//! Generic single-producer, many-subscriber fan-out primitive.
//!
//! Delivery to subscribers never blocks the producer: `deliver` only pushes
//! onto each subscriber's internal unbounded queue, which is drained in
//! order by that subscriber's own long-lived forwarding task (spawned once,
//! at `subscribe` time — not once per event). A slow or stalled subscriber
//! only backs up its own queue and its own forwarding task; it cannot delay
//! delivery to anyone else or to the producer. Subscribers are identified by
//! an opaque, ever-incrementing id so unsubscribe is a simple map removal.

use std::collections::HashMap;
use std::sync::atomic::{AtomicU64, Ordering};
use std::sync::{Arc, Mutex};

use tokio::sync::mpsc;

type SubscriberId = u64;

struct Inner<T> {
    next_id: AtomicU64,
    subscribers: Mutex<HashMap<SubscriberId, mpsc::UnboundedSender<T>>>,
}

/// A fan-out bus for values of type `T`. Cloning a `FanoutBus` shares the
/// same subscriber set.
pub struct FanoutBus<T> {
    inner: Arc<Inner<T>>,
}

impl<T> Clone for FanoutBus<T> {
    fn clone(&self) -> Self {
        Self {
            inner: self.inner.clone(),
        }
    }
}

impl<T> Default for FanoutBus<T> {
    fn default() -> Self {
        Self::new()
    }
}

/// Capacity of each subscriber's delivery channel. A bounded channel backed
/// by a per-subscriber task is enough to smooth out bursts without letting
/// one forgotten subscriber grow unbounded memory.
const SUBSCRIBER_CHANNEL_CAPACITY: usize = 64;

impl<T> FanoutBus<T> {
    pub fn new() -> Self {
        Self {
            inner: Arc::new(Inner {
                next_id: AtomicU64::new(0),
                subscribers: Mutex::new(HashMap::new()),
            }),
        }
    }

    /// Register a new subscriber, returning its receiver and a handle that
    /// unsubscribes on drop. Spawns this subscriber's one forwarding task,
    /// which drains its internal queue in order and feeds the bounded
    /// channel handed back to the caller.
    pub fn subscribe(&self) -> (mpsc::Receiver<T>, Subscription<T>)
    where
        T: Send + 'static,
    {
        let (out_tx, out_rx) = mpsc::channel(SUBSCRIBER_CHANNEL_CAPACITY);
        let (internal_tx, mut internal_rx) = mpsc::unbounded_channel::<T>();
        let id = self.inner.next_id.fetch_add(1, Ordering::Relaxed);
        self.inner.subscribers.lock().unwrap().insert(id, internal_tx);

        tokio::spawn(async move {
            while let Some(value) = internal_rx.recv().await {
                if out_tx.send(value).await.is_err() {
                    break;
                }
            }
        });

        (
            out_rx,
            Subscription {
                id,
                inner: self.inner.clone(),
            },
        )
    }

    /// Deliver `value` to every currently-registered subscriber. Never
    /// blocks: each subscriber's internal queue is unbounded, so the
    /// `send` below never waits, and ordering relative to prior deliveries
    /// is preserved by that subscriber's forwarding task.
    pub fn deliver(&self, value: T)
    where
        T: Clone + Send + 'static,
    {
        let subscribers = self.inner.subscribers.lock().unwrap();
        for tx in subscribers.values() {
            let _ = tx.send(value.clone());
        }
    }

    fn unsubscribe(inner: &Inner<T>, id: SubscriberId) {
        inner.subscribers.lock().unwrap().remove(&id);
    }
}

/// Handle returned by [`FanoutBus::subscribe`]. Unregisters the subscriber
/// when dropped: the internal sender is removed from the map, so its
/// forwarding task's queue closes and the task exits on its next `recv`.
pub struct Subscription<T> {
    id: SubscriberId,
    inner: Arc<Inner<T>>,
}

impl<T> Drop for Subscription<T> {
    fn drop(&mut self) {
        FanoutBus::unsubscribe(&self.inner, self.id);
    }
}
//! Job CRUD, logs, and stop routes.

use std::str::FromStr;

use axum::extract::{Path, State};
use axum::http::StatusCode;
use axum::routing::{get, post};
use axum::{Json, Router};
use futures::StreamExt;
use jobrunner_core::{Job, JobId, JobSpec};
use jobrunner_store::JobStore;
use tracing::info;

use crate::error::ApiError;
use crate::state::AppState;

pub fn router() -> Router<AppState> {
    Router::new()
        .route("/jobs", post(create_job))
        .route("/jobs/{id}", get(get_job))
        .route("/jobs/{id}/logs", get(get_job_logs))
        .route("/jobs/{id}/stop", post(stop_job))
}

fn parse_job_id(raw: &str) -> Result<JobId, ApiError> {
    JobId::from_str(raw).map_err(|_| ApiError::BadRequest(format!("invalid job id: {raw}")))
}

async fn create_job(
    State(state): State<AppState>,
    Json(spec): Json<JobSpec>,
) -> Result<(StatusCode, Json<Job>), ApiError> {
    spec.validate().map_err(ApiError::BadRequest)?;

    let job = state.store.add(spec.into_job()).await;
    info!(job_id = %job.id, image = %job.image, "job created");

    state
        .manager
        .submit(job.clone())
        .await
        .map_err(|_| ApiError::Internal("job manager is not accepting new jobs".to_string()))?;

    Ok((StatusCode::CREATED, Json(job)))
}

async fn get_job(
    State(state): State<AppState>,
    Path(id): Path<String>,
) -> Result<Json<Job>, ApiError> {
    let id = parse_job_id(&id)?;
    let job = state.store.find(id).await?;
    Ok(Json(job))
}

async fn get_job_logs(
    State(state): State<AppState>,
    Path(id): Path<String>,
) -> Result<String, ApiError> {
    let id = parse_job_id(&id)?;
    let job = state.store.find(id).await?;

    let mut logs = String::new();
    for container_id in &job.containers {
        let mut stream = state
            .driver
            .container_logs(container_id)
            .await
            .map_err(ApiError::from)?;
        while let Some(chunk) = stream.next().await {
            let chunk = chunk.map_err(ApiError::from)?;
            logs.push_str(&String::from_utf8_lossy(&chunk));
        }
    }

    Ok(logs)
}

async fn stop_job(
    State(state): State<AppState>,
    Path(id): Path<String>,
) -> Result<StatusCode, ApiError> {
    let id = parse_job_id(&id)?;
    // Confirm the job exists before acknowledging the stop request.
    state.store.find(id).await?;
    state.manager.stop(id);
    Ok(StatusCode::ACCEPTED)
}
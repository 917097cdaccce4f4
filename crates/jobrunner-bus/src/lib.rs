//! Single-producer, many-subscriber fan-out buses.
//!
//! Two multiplexers built on the same primitive: [`ContainerEventBus`] fans
//! driver events out to per-job subscribers and transparently reconnects to
//! the driver if its event stream closes; [`StopBus`] fans user stop
//! requests, keyed by job id, out to the engine.

mod container;
mod fanout;
mod stop;

pub use container::ContainerEventBus;
pub use fanout::{FanoutBus, Subscription};
pub use stop::StopBus;
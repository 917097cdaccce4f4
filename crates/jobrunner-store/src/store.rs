//! The in-memory job store.

use std::collections::HashMap;

use async_trait::async_trait;
use jobrunner_core::{Job, JobId};
use tokio::sync::RwLock;

use crate::error::{StoreError, StoreResult};

/// A concurrent mapping from job id to job record. `add`/`find`/`update` are
/// linearizable against each other.
#[async_trait]
pub trait JobStore: Send + Sync {
    /// Assign the next id, store `job` under it, and return the stored copy.
    /// Any `id` already set on `job` is overwritten.
    async fn add(&self, job: Job) -> Job;

    async fn find(&self, id: JobId) -> StoreResult<Job>;

    /// Replace the record by id. Fails with `NotFound` if absent.
    async fn update(&self, job: Job) -> StoreResult<()>;
}

/// In-memory implementation backed by a single `RwLock<HashMap>`, mirroring
/// the reference implementation's `sync.RWMutex`-guarded map. No persistence
/// across restarts: this scope never needed it.
pub struct InMemoryJobStore {
    inner: RwLock<Inner>,
}

struct Inner {
    next_id: u64,
    jobs: HashMap<JobId, Job>,
}

impl Default for InMemoryJobStore {
    fn default() -> Self {
        Self::new()
    }
}

impl InMemoryJobStore {
    pub fn new() -> Self {
        Self {
            inner: RwLock::new(Inner {
                next_id: 0,
                jobs: HashMap::new(),
            }),
        }
    }
}

#[async_trait]
impl JobStore for InMemoryJobStore {
    async fn add(&self, mut job: Job) -> Job {
        let mut inner = self.inner.write().await;
        let id = JobId(inner.next_id);
        inner.next_id += 1;
        job.id = id;
        inner.jobs.insert(id, job.clone());
        job
    }

    async fn find(&self, id: JobId) -> StoreResult<Job> {
        let inner = self.inner.read().await;
        inner.jobs.get(&id).cloned().ok_or(StoreError::NotFound)
    }

    async fn update(&self, job: Job) -> StoreResult<()> {
        let mut inner = self.inner.write().await;
        if !inner.jobs.contains_key(&job.id) {
            return Err(StoreError::NotFound);
        }
        inner.jobs.insert(job.id, job);
        Ok(())
    }
}

#[cfg(test)]
mod tests {
    use super::*;
    use jobrunner_core::JobStatus;

    fn blank_job() -> Job {
        Job {
            id: JobId(0),
            image: "alpine".to_string(),
            env: Default::default(),
            cmds: vec![vec!["echo".to_string()]],
            status: JobStatus::Queued,
            results: vec![],
            containers: vec![],
            images: vec![],
            start_time: None,
            end_time: None,
            webhook_url: None,
            message: None,
            created_at: chrono::Utc::now(),
        }
    }

    #[tokio::test]
    async fn add_assigns_monotonic_ids() {
        let store = InMemoryJobStore::new();
        let a = store.add(blank_job()).await;
        let b = store.add(blank_job()).await;
        assert_eq!(a.id, JobId(0));
        assert_eq!(b.id, JobId(1));
    }

    #[tokio::test]
    async fn find_unknown_id_fails() {
        let store = InMemoryJobStore::new();
        let err = store.find(JobId(42)).await.unwrap_err();
        assert!(matches!(err, StoreError::NotFound));
    }

    #[tokio::test]
    async fn update_replaces_record() {
        let store = InMemoryJobStore::new();
        let mut job = store.add(blank_job()).await;
        job.status = JobStatus::Running;
        store.update(job.clone()).await.unwrap();

        let found = store.find(job.id).await.unwrap();
        assert_eq!(found.status, JobStatus::Running);
    }

    #[tokio::test]
    async fn update_unknown_id_fails() {
        let store = InMemoryJobStore::new();
        let mut job = blank_job();
        job.id = JobId(999);
        let err = store.update(job).await.unwrap_err();
        assert!(matches!(err, StoreError::NotFound));
    }
}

Required action:
Go through the listing above and copy each line in which the string "mpsc" is found.

Expected output:
use tokio::sync::mpsc;
    subscribers: Mutex<HashMap<SubscriberId, mpsc::UnboundedSender<T>>>,
    pub fn subscribe(&self) -> (mpsc::Receiver<T>, Subscription<T>)
        let (out_tx, out_rx) = mpsc::channel(SUBSCRIBER_CHANNEL_CAPACITY);
        let (internal_tx, mut internal_rx) = mpsc::unbounded_channel::<T>();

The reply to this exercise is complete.